/---

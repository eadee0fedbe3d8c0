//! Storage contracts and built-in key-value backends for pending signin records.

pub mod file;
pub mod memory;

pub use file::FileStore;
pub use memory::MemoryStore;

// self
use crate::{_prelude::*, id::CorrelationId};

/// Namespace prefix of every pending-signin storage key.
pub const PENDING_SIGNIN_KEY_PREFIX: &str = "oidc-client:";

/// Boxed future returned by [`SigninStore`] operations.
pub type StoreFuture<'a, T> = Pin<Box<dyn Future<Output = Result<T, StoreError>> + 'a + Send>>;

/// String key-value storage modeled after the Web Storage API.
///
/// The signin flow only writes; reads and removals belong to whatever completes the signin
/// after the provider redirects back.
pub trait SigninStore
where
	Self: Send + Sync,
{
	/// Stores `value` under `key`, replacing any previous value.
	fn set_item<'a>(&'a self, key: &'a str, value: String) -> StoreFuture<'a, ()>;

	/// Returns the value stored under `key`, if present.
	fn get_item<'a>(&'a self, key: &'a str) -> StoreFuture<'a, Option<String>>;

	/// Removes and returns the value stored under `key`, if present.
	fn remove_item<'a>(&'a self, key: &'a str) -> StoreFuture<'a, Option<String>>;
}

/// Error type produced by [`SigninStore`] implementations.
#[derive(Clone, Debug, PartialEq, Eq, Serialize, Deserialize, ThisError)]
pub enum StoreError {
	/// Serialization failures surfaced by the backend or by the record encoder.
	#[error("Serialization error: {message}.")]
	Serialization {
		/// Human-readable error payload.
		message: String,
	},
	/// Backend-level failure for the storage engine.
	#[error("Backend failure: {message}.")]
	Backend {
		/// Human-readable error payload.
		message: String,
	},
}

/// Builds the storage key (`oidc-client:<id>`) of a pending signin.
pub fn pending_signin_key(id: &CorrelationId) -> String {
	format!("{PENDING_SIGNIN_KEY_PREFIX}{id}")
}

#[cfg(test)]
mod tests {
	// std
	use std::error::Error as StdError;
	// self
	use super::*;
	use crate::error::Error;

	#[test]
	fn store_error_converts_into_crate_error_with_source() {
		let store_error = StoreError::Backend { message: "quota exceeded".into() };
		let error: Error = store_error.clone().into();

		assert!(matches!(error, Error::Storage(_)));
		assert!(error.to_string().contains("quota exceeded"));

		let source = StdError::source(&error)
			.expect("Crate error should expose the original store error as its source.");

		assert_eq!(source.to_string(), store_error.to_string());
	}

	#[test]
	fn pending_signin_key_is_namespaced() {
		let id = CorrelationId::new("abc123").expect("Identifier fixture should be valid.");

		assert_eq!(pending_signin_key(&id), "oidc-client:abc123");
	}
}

\---

Each line from the top of the listing down to and including the one containing "Boxed future returned" should be transcribed exactly; nothing else is to be output.

repository eadee0fedbe3d8c0
//! Storage contracts and built-in key-value backends for pending signin records.

pub mod file;
pub mod memory;

pub use file::FileStore;
pub use memory::MemoryStore;

// self
use crate::{_prelude::*, id::CorrelationId};

/// Namespace prefix of every pending-signin storage key.
pub const PENDING_SIGNIN_KEY_PREFIX: &str = "oidc-client:";

/// Boxed future returned by [`SigninStore`] operations.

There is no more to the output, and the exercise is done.